China is also becoming a major manufacturer of photovoltaic cells. You could argue, correctly, that China still isn’t doing enough but it would be a stronger argument if Australia were doing more.

A significant contribution that Australia could be making, to which the nation’s size is largely irrelevant, is in further development of science and technology that can be exported to assist other nations in reducing their emissions. Opportunities range from the existing hot rock R&D in the Cooper Basin, to solar energy capture to energy-efficient building construction to CO2 capture and storage, and more. The founder-chairman of Suntech, China’s larges manufacturer of photovoltaic cells, learned his craft as a post-grad student at University of NSW.

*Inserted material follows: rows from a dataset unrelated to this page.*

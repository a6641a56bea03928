//! Validated landmark sets supplied by the pose-estimation collaborator
//!
//! Detection itself happens outside this crate. Everything entering the
//! classification core goes through [`Frame::try_from`], which rejects
//! malformed sets before any session state is touched, so the detectors
//! can index landmarks directly.

use crate::geometry::Point3;
use serde::{Deserialize, Serialize};

// Face mesh indices
pub const UPPER_LIP_OUTER: usize = 0;
pub const UPPER_LIP_INNER: usize = 13;
pub const LOWER_LIP_INNER: usize = 14;
pub const RIGHT_EYE_OUTER: usize = 33;
pub const LEFT_BROW: usize = 63;
pub const RIGHT_BROW: usize = 70;
pub const LEFT_EYE_OUTER: usize = 263;

/// Lip landmarks used for both compression and occlusion checks
pub const LIP_REGION: [usize; 3] = [UPPER_LIP_OUTER, UPPER_LIP_INNER, LOWER_LIP_INNER];

/// Minimum number of points in a face mesh
pub const FACE_LANDMARK_COUNT: usize = 468;

// Hand indices
pub const WRIST: usize = 0;
pub const THUMB_TIP: usize = 4;
pub const INDEX_TIP: usize = 8;
pub const MIDDLE_TIP: usize = 12;
pub const RING_TIP: usize = 16;
pub const PINKY_TIP: usize = 20;

pub const FINGERTIPS: [usize; 5] = [THUMB_TIP, INDEX_TIP, MIDDLE_TIP, RING_TIP, PINKY_TIP];

/// Number of points in a hand skeleton
pub const HAND_LANDMARK_COUNT: usize = 21;

/// Landmark validation errors
#[derive(Debug, Clone, PartialEq, thiserror::Error)]
pub enum LandmarkError {
    #[error("Face landmark set has {found} points, at least {required} required")]
    TooFewFacePoints { found: usize, required: usize },

    #[error("{hand} hand landmark set has {found} points, expected {expected}")]
    WrongHandPointCount {
        hand: Hand,
        found: usize,
        expected: usize,
    },

    #[error("Non-finite coordinate in {set} landmark {index}")]
    NonFinite { set: &'static str, index: usize },
}

/// Which hand a reading belongs to
#[derive(Debug, Clone, Copy, PartialEq, Eq, Hash, Serialize, Deserialize)]
#[serde(rename_all = "snake_case")]
pub enum Hand {
    Right,
    Left,
}

impl Hand {
    pub const ALL: [Hand; 2] = [Hand::Right, Hand::Left];

    pub fn as_str(&self) -> &'static str {
        match self {
            Hand::Right => "right",
            Hand::Left => "left",
        }
    }
}

impl std::fmt::Display for Hand {
    fn fmt(&self, f: &mut std::fmt::Formatter<'_>) -> std::fmt::Result {
        f.write_str(self.as_str())
    }
}

/// One optional value per hand
///
/// Absence means "no data for that hand", never a default reading.
#[derive(Debug, Clone, Copy, PartialEq, Eq, Serialize, Deserialize)]
pub struct PerHand<T> {
    pub right: Option<T>,
    pub left: Option<T>,
}

impl<T> Default for PerHand<T> {
    fn default() -> Self {
        Self {
            right: None,
            left: None,
        }
    }
}

impl<T> PerHand<T> {
    pub fn new(right: Option<T>, left: Option<T>) -> Self {
        Self { right, left }
    }

    pub fn get(&self, hand: Hand) -> Option<&T> {
        match hand {
            Hand::Right => self.right.as_ref(),
            Hand::Left => self.left.as_ref(),
        }
    }

    pub fn get_mut(&mut self, hand: Hand) -> &mut Option<T> {
        match hand {
            Hand::Right => &mut self.right,
            Hand::Left => &mut self.left,
        }
    }

    /// Present entries, right hand first
    pub fn iter(&self) -> impl Iterator<Item = (Hand, &T)> + '_ {
        Hand::ALL
            .into_iter()
            .filter_map(move |hand| self.get(hand).map(|value| (hand, value)))
    }

    pub fn map<U>(&self, mut f: impl FnMut(&T) -> U) -> PerHand<U> {
        PerHand {
            right: self.right.as_ref().map(&mut f),
            left: self.left.as_ref().map(&mut f),
        }
    }

    pub fn is_empty(&self) -> bool {
        self.right.is_none() && self.left.is_none()
    }
}

fn check_finite(points: &[Point3], set: &'static str) -> Result<(), LandmarkError> {
    match points.iter().position(|p| !p.is_finite()) {
        Some(index) => Err(LandmarkError::NonFinite { set, index }),
        None => Ok(()),
    }
}

/// A validated face mesh
#[derive(Debug, Clone, PartialEq)]
pub struct FaceLandmarks(Vec<Point3>);

impl FaceLandmarks {
    pub fn new(points: Vec<Point3>) -> Result<Self, LandmarkError> {
        if points.len() < FACE_LANDMARK_COUNT {
            return Err(LandmarkError::TooFewFacePoints {
                found: points.len(),
                required: FACE_LANDMARK_COUNT,
            });
        }
        check_finite(&points, "face")?;
        Ok(Self(points))
    }

    /// Point at a face mesh index
    ///
    /// Panics if `index` is beyond the mesh; the named constants in this
    /// module are always in range.
    pub fn point(&self, index: usize) -> Point3 {
        self.0[index]
    }

    pub fn points(&self) -> &[Point3] {
        &self.0
    }
}

/// A validated 21-point hand skeleton
#[derive(Debug, Clone, PartialEq)]
pub struct HandLandmarks([Point3; HAND_LANDMARK_COUNT]);

impl HandLandmarks {
    pub fn new(hand: Hand, points: Vec<Point3>) -> Result<Self, LandmarkError> {
        let found = points.len();
        let points: [Point3; HAND_LANDMARK_COUNT] =
            points
                .try_into()
                .map_err(|_| LandmarkError::WrongHandPointCount {
                    hand,
                    found,
                    expected: HAND_LANDMARK_COUNT,
                })?;
        check_finite(
            &points,
            match hand {
                Hand::Right => "right hand",
                Hand::Left => "left hand",
            },
        )?;
        Ok(Self(points))
    }

    pub fn point(&self, index: usize) -> Point3 {
        self.0[index]
    }

    pub fn points(&self) -> &[Point3] {
        &self.0
    }
}

/// Landmark sets as they arrive from the collaborator, before validation
#[derive(Debug, Clone, Default, Serialize, Deserialize)]
#[serde(default)]
pub struct RawFrame {
    pub face: Option<Vec<Point3>>,
    pub right_hand: Option<Vec<Point3>>,
    pub left_hand: Option<Vec<Point3>>,
}

/// One frame's validated landmark sets
#[derive(Debug, Clone, Default, PartialEq)]
pub struct Frame {
    pub face: Option<FaceLandmarks>,
    pub hands: PerHand<HandLandmarks>,
}

impl Frame {
    pub fn new(
        face: Option<FaceLandmarks>,
        right_hand: Option<HandLandmarks>,
        left_hand: Option<HandLandmarks>,
    ) -> Self {
        Self {
            face,
            hands: PerHand::new(right_hand, left_hand),
        }
    }
}

impl TryFrom<RawFrame> for Frame {
    type Error = LandmarkError;

    fn try_from(raw: RawFrame) -> Result<Self, Self::Error> {
        let face = raw.face.map(FaceLandmarks::new).transpose()?;
        let right_hand = raw
            .right_hand
            .map(|points| HandLandmarks::new(Hand::Right, points))
            .transpose()?;
        let left_hand = raw
            .left_hand
            .map(|points| HandLandmarks::new(Hand::Left, points))
            .transpose()?;
        Ok(Frame::new(face, right_hand, left_hand))
    }
}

Australians could sit around and whinge that this is only “a little country that doesnt kid itself that it has much influence”, or we could remember that Australia is the 18th largest nation by GDP out of the 228 nations listed here, and start pulling our weight.

MikeM
MikeM
15 years ago

Dear me. Struck a nerve, have we?

The late Donald Horne:

In a hot summer’s night in December 1964 I was about to write the last chapter of a book on Australia. The opening sentence of this last chapter was: ‘Australia is a lucky country, run by second-rate people who share its luck.’ […]

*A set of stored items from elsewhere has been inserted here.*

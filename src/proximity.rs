//! Hand-to-face proximity classification
//!
//! Each frame, every detected hand is classified as near to or far from the
//! face. The thresholds adapt to how close the face is to the camera: a
//! close face makes the same physical movement look larger on the image
//! plane, so depth is weighted more heavily and planar distance less.

use crate::config::ProximityConfig;
use crate::geometry::{midpoint, planar_distance, Point3};
use crate::landmarks::{
    FaceLandmarks, HandLandmarks, PerHand, INDEX_TIP, LEFT_EYE_OUTER, RIGHT_EYE_OUTER, WRIST,
};
use serde::{Deserialize, Serialize};

/// Proximity of a hand to the face
#[derive(Debug, Clone, Copy, PartialEq, Eq, Hash, Serialize, Deserialize)]
#[serde(rename_all = "snake_case")]
pub enum HandProximity {
    Near,
    Far,
}

impl HandProximity {
    pub fn as_str(&self) -> &'static str {
        match self {
            HandProximity::Near => "near",
            HandProximity::Far => "far",
        }
    }
}

impl std::fmt::Display for HandProximity {
    fn fmt(&self, f: &mut std::fmt::Formatter<'_>) -> std::fmt::Result {
        f.write_str(self.as_str())
    }
}

/// Distance limits for one frame
#[derive(Debug, Clone, Copy, PartialEq)]
pub struct ProximityThresholds {
    /// Planar distance below which a hand is near
    pub planar: f64,
    /// Depth difference below which a hand is near
    pub depth: f64,
}

impl ProximityThresholds {
    pub fn new(planar: f64, depth: f64) -> Self {
        Self { planar, depth }
    }

    /// Derive thresholds from the face's estimated depth
    pub fn for_face_depth(face_depth: f64, config: &ProximityConfig) -> Self {
        let weight_z = (face_depth.abs() * config.depth_weight_gain).min(config.max_depth_weight);
        let weight_xy = 1.0 - weight_z;
        Self {
            planar: (config.base_planar_threshold * weight_xy).max(config.min_planar_threshold),
            depth: (config.base_depth_threshold * weight_z).max(config.min_depth_threshold),
        }
    }
}

/// Reference point of a face: midpoint of the outer eye corners
pub fn face_reference(face: &FaceLandmarks) -> Point3 {
    midpoint(face.point(RIGHT_EYE_OUTER), face.point(LEFT_EYE_OUTER))
}

/// Reference point of a hand: midpoint of wrist and index fingertip
pub fn hand_reference(hand: &HandLandmarks) -> Point3 {
    midpoint(hand.point(WRIST), hand.point(INDEX_TIP))
}

/// Classify a single hand against the face
///
/// The depth check takes priority: a hand at the face's depth is near no
/// matter how far away it is on the image plane.
pub fn classify(face: Point3, hand: Point3, thresholds: ProximityThresholds) -> HandProximity {
    let depth_diff = (face.z - hand.z).abs();
    if depth_diff < thresholds.depth {
        return HandProximity::Near;
    }
    if planar_distance(face, hand) < thresholds.planar {
        HandProximity::Near
    } else {
        HandProximity::Far
    }
}

/// Classify every available hand; absent hands get no entry
pub fn classify_hands(
    face: Point3,
    hands: &PerHand<Point3>,
    thresholds: ProximityThresholds,
) -> PerHand<HandProximity> {
    hands.map(|&hand| classify(face, hand, thresholds))
}
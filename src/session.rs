//! Per-session frame processing
//!
//! A [`Session`] owns all state that survives between frames: the
//! calibration baseline and the per-hand debounce state. Each call to
//! [`Session::process`] runs the pipeline for one frame:
//!
//! 1. Face reference point and adaptive proximity thresholds
//! 2. Hand reference points for every detected hand
//! 3. Proximity classification
//! 4. Debounce, collecting confirmed state changes
//! 5. Gesture detection when both hands are present
//! 6. Expression detection if calibrated, otherwise calibration capture
//!
//! Without a face none of the steps run and hand states stay as they were.

use crate::calibration::Calibrator;
use crate::config::Config;
use crate::confirmation::{ConfirmationMachine, StateChange};
use crate::expression::{detect_expressions, Expression};
use crate::gesture::{detect_gesture, Gesture};
use crate::landmarks::{Frame, PerHand};
use crate::proximity::{
    classify_hands, face_reference, hand_reference, HandProximity, ProximityThresholds,
};
use serde::{Deserialize, Serialize};
use std::time::Instant;

/// Calibration progress as reported to callers
#[derive(Debug, Clone, Copy, PartialEq, Eq, Serialize, Deserialize)]
#[serde(rename_all = "snake_case")]
pub enum CalibrationStatus {
    /// No baseline yet and none captured by this frame
    Uncalibrated,
    /// The baseline was captured by this frame
    Calibrating,
    /// A baseline exists
    Calibrated,
}

/// Which landmark sets were present in a frame
#[derive(Debug, Clone, Copy, Default, PartialEq, Eq, Serialize, Deserialize)]
pub struct LandmarksDetected {
    pub face: bool,
    pub right_hand: bool,
    pub left_hand: bool,
}

impl LandmarksDetected {
    fn of(frame: &Frame) -> Self {
        Self {
            face: frame.face.is_some(),
            right_hand: frame.hands.right.is_some(),
            left_hand: frame.hands.left.is_some(),
        }
    }
}

/// Outcome of processing one frame
#[derive(Debug, Clone, PartialEq, Serialize, Deserialize)]
pub struct FrameResult {
    /// Confirmed hand states after this frame
    pub hand_statuses: PerHand<HandProximity>,
    /// Gesture recognised in this frame
    pub gesture: Option<Gesture>,
    /// Expressions recognised in this frame, in detection order
    pub expressions: Vec<Expression>,
    pub calibration_status: CalibrationStatus,
    /// Hand state changes confirmed by this frame
    pub state_changes: Vec<StateChange>,
    pub landmarks_detected: LandmarksDetected,
}

/// Snapshot of a session for status queries
#[derive(Debug, Clone, Copy, PartialEq, Serialize, Deserialize)]
pub struct SessionStatus {
    pub calibration_status: CalibrationStatus,
    pub hand_statuses: PerHand<HandProximity>,
}

/// State and pipeline for one user's landmark stream
#[derive(Debug, Clone)]
pub struct Session {
    config: Config,
    calibrator: Calibrator,
    confirmation: ConfirmationMachine,
}

impl Session {
    /// Creates a session with default thresholds
    pub fn new() -> Self {
        Self::with_config(Config::default())
    }

    pub fn with_config(config: Config) -> Self {
        Self {
            confirmation: ConfirmationMachine::new(&config.confirmation),
            calibrator: Calibrator::new(),
            config,
        }
    }

    pub fn config(&self) -> &Config {
        &self.config
    }

    pub fn calibrator(&self) -> &Calibrator {
        &self.calibrator
    }

    pub fn hand_statuses(&self) -> PerHand<HandProximity> {
        self.confirmation.confirmed()
    }

    fn settled_calibration_status(&self) -> CalibrationStatus {
        if self.calibrator.is_calibrated() {
            CalibrationStatus::Calibrated
        } else {
            CalibrationStatus::Uncalibrated
        }
    }

    /// Run the pipeline for one frame observed at `now`
    pub fn process(&mut self, frame: &Frame, now: Instant) -> FrameResult {
        let landmarks_detected = LandmarksDetected::of(frame);

        let Some(face) = frame.face.as_ref() else {
            tracing::debug!("No face in frame, hand states frozen");
            return FrameResult {
                hand_statuses: self.hand_statuses(),
                gesture: None,
                expressions: Vec::new(),
                calibration_status: self.settled_calibration_status(),
                state_changes: Vec::new(),
                landmarks_detected,
            };
        };

        let face_point = face_reference(face);
        let thresholds = ProximityThresholds::for_face_depth(face_point.z, &self.config.proximity);

        let hand_points = frame.hands.map(hand_reference);
        let readings = classify_hands(face_point, &hand_points, thresholds);
        tracing::debug!(
            "Proximity readings: right={:?}, left={:?} (planar={:.3}, depth={:.3})",
            readings.right,
            readings.left,
            thresholds.planar,
            thresholds.depth
        );

        let state_changes = self.confirmation.observe(&readings, now);

        let gesture = detect_gesture(
            frame.hands.right.as_ref(),
            frame.hands.left.as_ref(),
            &self.config.gesture,
        );
        if let Some(gesture) = gesture {
            tracing::info!("Gesture detected: {}", gesture.as_str());
        }

        let (expressions, calibration_status) = if self.calibrator.is_calibrated() {
            let expressions = detect_expressions(
                face,
                &self.calibrator,
                &frame.hands,
                &self.config.expression,
            );
            (expressions, CalibrationStatus::Calibrated)
        } else {
            self.calibrator.calibrate(face);
            (Vec::new(), CalibrationStatus::Calibrating)
        };

        FrameResult {
            hand_statuses: self.hand_statuses(),
            gesture,
            expressions,
            calibration_status,
            state_changes,
            landmarks_detected,
        }
    }

    /// Discard the calibration baseline
    ///
    /// Hand states and debounce progress are kept.
    pub fn reset_calibration(&mut self) {
        self.calibrator.reset();
    }

    pub fn status(&self) -> SessionStatus {
        SessionStatus {
            calibration_status: self.settled_calibration_status(),
            hand_statuses: self.hand_statuses(),
        }
    }
}

impl Default for Session {
    fn default() -> Self {
        Self::new()
    }
}
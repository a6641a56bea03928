//! facecue - landmark stream classification
//!
//! Turns per-frame face and hand landmarks from an external pose-estimation
//! model into debounced hand proximity states, two-hand gestures, and facial
//! expressions, after a one-time facial calibration.

pub mod calibration;
pub mod config;
pub mod confirmation;
pub mod expression;
pub mod geometry;
pub mod gesture;
pub mod landmarks;
pub mod proximity;
pub mod registry;
pub mod session;

pub use calibration::{BaselineKey, CalibrationProfile, Calibrator};
pub use config::{Config, ConfigError};
pub use confirmation::{ConfirmationMachine, StateChange};
pub use expression::Expression;
pub use geometry::Point3;
pub use gesture::Gesture;
pub use landmarks::{
    FaceLandmarks, Frame, Hand, HandLandmarks, LandmarkError, PerHand, RawFrame,
};
pub use proximity::{HandProximity, ProximityThresholds};
pub use registry::{SessionError, SessionRegistry};
pub use session::{CalibrationStatus, FrameResult, Session, SessionStatus};

/// Install the global tracing subscriber
///
/// Logs go to stderr and, when the log directory is writable, to
/// `~/.facecue/logs/facecue-debug.log`. `RUST_LOG` overrides the default
/// `info` filter.
pub fn init_logging() {
    use tracing_subscriber::prelude::*;

    /// Format timestamps using the system's local time via chrono
    struct LocalTimer;
    impl tracing_subscriber::fmt::time::FormatTime for LocalTimer {
        fn format_time(
            &self,
            w: &mut tracing_subscriber::fmt::format::Writer<'_>,
        ) -> std::fmt::Result {
            write!(w, "{}", chrono::Local::now().format("%Y-%m-%d %H:%M:%S%.3f"))
        }
    }

    let log_dir = config::get_config_dir().join("logs");
    let _ = std::fs::create_dir_all(&log_dir);
    let log_file = std::fs::OpenOptions::new()
        .create(true)
        .append(true)
        .open(log_dir.join("facecue-debug.log"))
        .ok();

    let filter = tracing_subscriber::EnvFilter::try_from_default_env()
        .unwrap_or_else(|_| tracing_subscriber::EnvFilter::new("info"));

    // Stdout is reserved for results in the replay binary, so logs use stderr
    let stderr_layer = tracing_subscriber::fmt::layer()
        .with_writer(std::io::stderr)
        .with_timer(LocalTimer);

    if let Some(file) = log_file {
        let file_layer = tracing_subscriber::fmt::layer()
            .with_writer(std::sync::Mutex::new(file))
            .with_timer(LocalTimer)
            .with_ansi(false);
        let _ = tracing_subscriber::registry()
            .with(filter)
            .with(stderr_layer)
            .with(file_layer)
            .try_init();
    } else {
        let _ = tracing_subscriber::registry()
            .with(filter)
            .with(stderr_layer)
            .try_init();
    }
}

I had in mind in particular the lack of innovation in Australian manufacturing and some other forms of Australian business, banking for example. In these, as a colonial carry over, Australia showed less enterprise than almost any other prosperous industrial society.

But of course that couldn’t still be true… could it?

pablo
pablo
15 years ago

Mike M Ross Garnaut is also very upbeat on China’s responses and all power to them. At least they don’t appear to be throwing money at CCS in the manner of Rudd & Co which possibly attests to their assessment of its practicality.
Adding fizz to the beer and soft drinks for 1.3 billion is no small beer Jacques!

Joshua Gans
15 years ago

…the nonsense from the developing countries of you created this mess, so you should pay to clean it up.

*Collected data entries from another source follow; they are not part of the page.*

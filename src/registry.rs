//! Registry of independent sessions
//!
//! Each session sits behind its own mutex, so frames for the same session are
//! processed one at a time while different sessions never contend with each
//! other beyond the brief map lookup.

use crate::config::Config;
use crate::landmarks::{Frame, LandmarkError, RawFrame};
use crate::session::{FrameResult, Session, SessionStatus};
use parking_lot::{Mutex, RwLock};
use std::collections::HashMap;
use std::sync::Arc;
use std::time::Instant;
use uuid::Uuid;

/// Session registry errors
#[derive(Debug, thiserror::Error)]
pub enum SessionError {
    #[error("Unknown session: {0}")]
    UnknownSession(Uuid),

    #[error("Malformed frame: {0}")]
    Landmarks(#[from] LandmarkError),
}

/// Shared handle to one session
pub type SharedSession = Arc<Mutex<Session>>;

/// Owns every live session, keyed by id
#[derive(Debug, Default)]
pub struct SessionRegistry {
    config: Config,
    sessions: RwLock<HashMap<Uuid, SharedSession>>,
}

impl SessionRegistry {
    /// Creates a registry whose sessions use `config`
    pub fn new(config: Config) -> Self {
        Self {
            config,
            sessions: RwLock::new(HashMap::new()),
        }
    }

    /// Start a new session and return its id
    pub fn create_session(&self) -> Uuid {
        let id = Uuid::new_v4();
        let session = Arc::new(Mutex::new(Session::with_config(self.config.clone())));
        self.sessions.write().insert(id, session);
        tracing::info!("Session {} created", id);
        id
    }

    /// Handle to a session, if it exists
    pub fn session(&self, id: Uuid) -> Option<SharedSession> {
        self.sessions.read().get(&id).cloned()
    }

    fn require(&self, id: Uuid) -> Result<SharedSession, SessionError> {
        self.session(id).ok_or(SessionError::UnknownSession(id))
    }

    /// Validate and process one raw frame for a session
    ///
    /// A malformed frame is rejected before the session is locked, so its
    /// state is left exactly as it was.
    pub fn process(
        &self,
        id: Uuid,
        raw: RawFrame,
        now: Instant,
    ) -> Result<FrameResult, SessionError> {
        let session = self.require(id)?;
        let frame = Frame::try_from(raw).map_err(|e| {
            tracing::warn!("Rejected frame for session {}: {}", id, e);
            e
        })?;
        let result = session.lock().process(&frame, now);
        Ok(result)
    }

    pub fn reset_calibration(&self, id: Uuid) -> Result<(), SessionError> {
        self.require(id)?.lock().reset_calibration();
        Ok(())
    }

    pub fn status(&self, id: Uuid) -> Result<SessionStatus, SessionError> {
        Ok(self.require(id)?.lock().status())
    }

    /// Drop a session; returns false if it did not exist
    pub fn remove_session(&self, id: Uuid) -> bool {
        let removed = self.sessions.write().remove(&id).is_some();
        if removed {
            tracing::info!("Session {} removed", id);
        }
        removed
    }

    pub fn len(&self) -> usize {
        self.sessions.read().len()
    }

    pub fn is_empty(&self) -> bool {
        self.sessions.read().is_empty()
    }
}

It’s not so much that it’s nonsense, as that the rights and wrongs are impossible to quantify. A simple formula binding all countries to equal emissions per capita by, say, 2050 seems as fair as we’re likley to come with, and it gives developed countries an incentive to cut deeper.

FDB
FDB
15 years ago

Jacques – that’s going to depend on where carbonated drinks factories currently source their CO2. I very much doubt it’s from the farts of a coal-fired power station.

Patrick
15 years ago

There is an alternative scenario in which China’s emissions are almost besides the point. In this scenario, the real question is whether China survives the Great Massive Leap of Faith from a rural sub-subsistence society under Mao to a largely urban largely capitalist society. This involves, amongst other things, the largest mass migration in human history. Mass migrations have rarely been peaceful.

Under this scenario, if China does not become richer, successfully and quickly, the global warming will hardly matter as China dissolves into riot and civil war and tears apart first its region (which includes, you will recall, countries like Russia, Japan and India) and then, given the size of the region, the world. Even if ‘we’ in the west are not drawn into combat the economic conflagration will make the GFC look like a doddle.

This is of course just one scenario and I don’t know if I believe it or not. But if it is a valid scenario, and global warming matters, then it provides a valid rationale for us to subsidize China’s, and indeed the whole developing world’s, carbon-friendly industrialisation. Because we can’t afford for them not to emit more even more than we can’t afford their emissions!

This is, of course, completely without the fundamental humanitarian imperative to facilitate the third world’s industrialisation. Really, it is no small stretch to say that at the status quo there is a humanitarian imperative to emit carbon. The only feasible way I can see of changing that status is nuclear power, and truckloads of it. That way, at least, in the global carbon scheme dirty western coal plants can be replaced by cleaner third-world coal plants, which is still an improvement.